# Dataset records
= = = = =
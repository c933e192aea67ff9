//! # Cart State
//!
//! The session's cart store: the single read/write authority every page
//! goes through.
//!
//! ## Thread Safety
//! The cart is wrapped in `Arc<Mutex<T>>` because:
//! 1. Several pages hold a handle to the same store
//! 2. Increment/decrement/remove on the same product must be linearized
//! 3. A snapshot must never observe a half-applied mutation
//!
//! ## Cart Operations Flow
//! ```text
//! ┌─────────────────────────────────────────────────────────────────────────┐
//! │                    Cart Store Operations                                │
//! │                                                                         │
//! │  Page Action            Store Method        Effect                      │
//! │  ───────────            ────────────        ──────                      │
//! │                                                                         │
//! │  Click "+" ────────────► increment() ─────► quantity + 1 / new item    │
//! │  Click "-" ────────────► decrement() ─────► quantity - 1 / removed     │
//! │  Click Remove ─────────► remove() ────────► item deleted               │
//! │  Payment succeeded ────► clear() ─────────► items.clear()              │
//! │  Render ───────────────► snapshot() ──────► (read only, owned copy)    │
//! │                                                                         │
//! │  Every write publishes the new snapshot to subscribers while still      │
//! │  holding the lock, so subscribers see changes in mutation order.       │
//! └─────────────────────────────────────────────────────────────────────────┘
//! ```

use std::sync::{Arc, Mutex, MutexGuard, PoisonError};

use serde::Serialize;
use storefront_core::{Cart, CartTotals, LineItem, Money, NewLineItem, PriceCalculator};
use tokio::sync::watch;

/// A point-in-time copy of the cart for rendering.
///
/// Owned data: later mutations never affect a snapshot a page is iterating.
#[derive(Debug, Clone, Default, PartialEq, Eq, Serialize)]
#[serde(rename_all = "camelCase")]
pub struct CartSnapshot {
    pub items: Vec<LineItem>,
    pub totals: CartTotals,
}

impl From<&Cart> for CartSnapshot {
    fn from(cart: &Cart) -> Self {
        CartSnapshot {
            items: cart.items().to_vec(),
            totals: CartTotals::from(cart),
        }
    }
}

/// Session-owned cart store.
///
/// Cloning the store clones the handle: both clones see the same cart.
#[derive(Debug, Clone)]
pub struct CartStore {
    cart: Arc<Mutex<Cart>>,
    changes: Arc<watch::Sender<CartSnapshot>>,
}

impl CartStore {
    /// Creates a store holding an empty cart.
    pub fn new() -> Self {
        let (changes, _) = watch::channel(CartSnapshot::default());
        CartStore {
            cart: Arc::new(Mutex::new(Cart::new())),
            changes: Arc::new(changes),
        }
    }

    // =========================================================================
    // Mutations
    // =========================================================================

    /// Adds one unit of a product; returns its new quantity.
    pub fn increment(&self, item: NewLineItem) -> u32 {
        let mut cart = self.lock();
        let quantity = cart.increment(item);
        self.publish(&cart);
        quantity
    }

    /// Removes one unit of a product; returns its remaining quantity.
    ///
    /// Unknown products are ignored and nothing is published.
    pub fn decrement(&self, product_id: &str) -> u32 {
        let mut cart = self.lock();
        let before = cart.quantity_of(product_id);
        let quantity = cart.decrement(product_id);
        if before != 0 {
            self.publish(&cart);
        }
        quantity
    }

    /// Deletes a line item outright; returns whether one was removed.
    pub fn remove(&self, cart_id: &str) -> bool {
        let mut cart = self.lock();
        let removed = cart.remove(cart_id);
        if removed {
            self.publish(&cart);
        }
        removed
    }

    /// Empties the cart.
    pub fn clear(&self) {
        let mut cart = self.lock();
        cart.clear();
        self.publish(&cart);
    }

    // =========================================================================
    // Queries
    // =========================================================================

    /// Executes a function with read access to the cart.
    ///
    /// ## Usage
    /// ```rust
    /// use storefront::state::CartStore;
    ///
    /// let store = CartStore::new();
    /// assert!(store.with_cart(|cart| cart.is_empty()));
    /// ```
    pub fn with_cart<F, R>(&self, f: F) -> R
    where
        F: FnOnce(&Cart) -> R,
    {
        let cart = self.lock();
        f(&cart)
    }

    /// Ordered copy of the current line items.
    pub fn items(&self) -> Vec<LineItem> {
        self.with_cart(|c| c.items().to_vec())
    }

    /// Current total, derived on every call.
    pub fn total_price(&self) -> Money {
        self.with_cart(|c| PriceCalculator::total(c.items()))
    }

    /// Items and totals captured under a single lock.
    pub fn snapshot(&self) -> CartSnapshot {
        self.with_cart(|c| CartSnapshot::from(c))
    }

    pub fn quantity_of(&self, product_id: &str) -> u32 {
        self.with_cart(|c| c.quantity_of(product_id))
    }

    pub fn item_count(&self) -> usize {
        self.with_cart(Cart::item_count)
    }

    /// Units across all products.
    pub fn total_quantity(&self) -> u64 {
        self.with_cart(|c| c.items().iter().map(|i| u64::from(i.quantity)).sum())
    }

    pub fn is_empty(&self) -> bool {
        self.with_cart(Cart::is_empty)
    }

    /// Receiver that is notified with the new snapshot after every change.
    pub fn subscribe(&self) -> watch::Receiver<CartSnapshot> {
        self.changes.subscribe()
    }

    // A panic while holding the lock cannot leave the cart half-mutated:
    // every Cart method restores its invariants before returning.
    fn lock(&self) -> MutexGuard<'_, Cart> {
        self.cart.lock().unwrap_or_else(PoisonError::into_inner)
    }

    fn publish(&self, cart: &Cart) {
        self.changes.send_replace(CartSnapshot::from(cart));
    }
}

impl Default for CartStore {
    fn default() -> Self {
        Self::new()
    }
}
= = = = =
Return the full listing, word for word.

# Output of the task
repository c933e192aea67ff9
//! # Cart State
//!
//! The session's cart store: the single read/write authority every page
//! goes through.
//!
//! ## Thread Safety
//! The cart is wrapped in `Arc<Mutex<T>>` because:
//! 1. Several pages hold a handle to the same store
//! 2. Increment/decrement/remove on the same product must be linearized
//! 3. A snapshot must never observe a half-applied mutation
//!
//! ## Cart Operations Flow
//! ```text
//! ┌─────────────────────────────────────────────────────────────────────────┐
//! │                    Cart Store Operations                                │
//! │                                                                         │
//! │  Page Action            Store Method        Effect                      │
//! │  ───────────            ────────────        ──────                      │
//! │                                                                         │
//! │  Click "+" ────────────► increment() ─────► quantity + 1 / new item    │
//! │  Click "-" ────────────► decrement() ─────► quantity - 1 / removed     │
//! │  Click Remove ─────────► remove() ────────► item deleted               │
//! │  Payment succeeded ────► clear() ─────────► items.clear()              │
//! │  Render ───────────────► snapshot() ──────► (read only, owned copy)    │
//! │                                                                         │
//! │  Every write publishes the new snapshot to subscribers while still      │
//! │  holding the lock, so subscribers see changes in mutation order.       │
//! └─────────────────────────────────────────────────────────────────────────┘
//! ```

use std::sync::{Arc, Mutex, MutexGuard, PoisonError};

use serde::Serialize;
use storefront_core::{Cart, CartTotals, LineItem, Money, NewLineItem, PriceCalculator};
use tokio::sync::watch;

/// A point-in-time copy of the cart for rendering.
///
/// Owned data: later mutations never affect a snapshot a page is iterating.
#[derive(Debug, Clone, Default, PartialEq, Eq, Serialize)]
#[serde(rename_all = "camelCase")]
pub struct CartSnapshot {
    pub items: Vec<LineItem>,
    pub totals: CartTotals,
}

impl From<&Cart> for CartSnapshot {
    fn from(cart: &Cart) -> Self {
        CartSnapshot {
            items: cart.items().to_vec(),
            totals: CartTotals::from(cart),
        }
    }
}

/// Session-owned cart store.
///
/// Cloning the store clones the handle: both clones see the same cart.
#[derive(Debug, Clone)]
pub struct CartStore {
    cart: Arc<Mutex<Cart>>,
    changes: Arc<watch::Sender<CartSnapshot>>,
}

impl CartStore {
    /// Creates a store holding an empty cart.
    pub fn new() -> Self {
        let (changes, _) = watch::channel(CartSnapshot::default());
        CartStore {
            cart: Arc::new(Mutex::new(Cart::new())),
            changes: Arc::new(changes),
        }
    }

    // =========================================================================
    // Mutations
    // =========================================================================

    /// Adds one unit of a product; returns its new quantity.
    pub fn increment(&self, item: NewLineItem) -> u32 {
        let mut cart = self.lock();
        let quantity = cart.increment(item);
        self.publish(&cart);
        quantity
    }

    /// Removes one unit of a product; returns its remaining quantity.
    ///
    /// Unknown products are ignored and nothing is published.
    pub fn decrement(&self, product_id: &str) -> u32 {
        let mut cart = self.lock();
        let before = cart.quantity_of(product_id);
        let quantity = cart.decrement(product_id);
        if before != 0 {
            self.publish(&cart);
        }
        quantity
    }

    /// Deletes a line item outright; returns whether one was removed.
    pub fn remove(&self, cart_id: &str) -> bool {
        let mut cart = self.lock();
        let removed = cart.remove(cart_id);
        if removed {
            self.publish(&cart);
        }
        removed
    }

    /// Empties the cart.
    pub fn clear(&self) {
        let mut cart = self.lock();
        cart.clear();
        self.publish(&cart);
    }

    // =========================================================================
    // Queries
    // =========================================================================

    /// Executes a function with read access to the cart.
    ///
    /// ## Usage
    /// ```rust
    /// use storefront::state::CartStore;
    ///
    /// let store = CartStore::new();
    /// assert!(store.with_cart(|cart| cart.is_empty()));
    /// ```
    pub fn with_cart<F, R>(&self, f: F) -> R
    where
        F: FnOnce(&Cart) -> R,
    {
        let cart = self.lock();
        f(&cart)
    }

    /// Ordered copy of the current line items.
    pub fn items(&self) -> Vec<LineItem> {
        self.with_cart(|c| c.items().to_vec())
    }

    /// Current total, derived on every call.
    pub fn total_price(&self) -> Money {
        self.with_cart(|c| PriceCalculator::total(c.items()))
    }

    /// Items and totals captured under a single lock.
    pub fn snapshot(&self) -> CartSnapshot {
        self.with_cart(|c| CartSnapshot::from(c))
    }

    pub fn quantity_of(&self, product_id: &str) -> u32 {
        self.with_cart(|c| c.quantity_of(product_id))
    }

    pub fn item_count(&self) -> usize {
        self.with_cart(Cart::item_count)
    }

    /// Units across all products.
    pub fn total_quantity(&self) -> u64 {
        self.with_cart(|c| c.items().iter().map(|i| u64::from(i.quantity)).sum())
    }

    pub fn is_empty(&self) -> bool {
        self.with_cart(Cart::is_empty)
    }

    /// Receiver that is notified with the new snapshot after every change.
    pub fn subscribe(&self) -> watch::Receiver<CartSnapshot> {
        self.changes.subscribe()
    }

    // A panic while holding the lock cannot leave the cart half-mutated:
    // every Cart method restores its invariants before returning.
    fn lock(&self) -> MutexGuard<'_, Cart> {
        self.cart.lock().unwrap_or_else(PoisonError::into_inner)
    }

    fn publish(&self, cart: &Cart) {
        self.changes.send_replace(CartSnapshot::from(cart));
    }
}

impl Default for CartStore {
    fn default() -> Self {
        Self::new()
    }
}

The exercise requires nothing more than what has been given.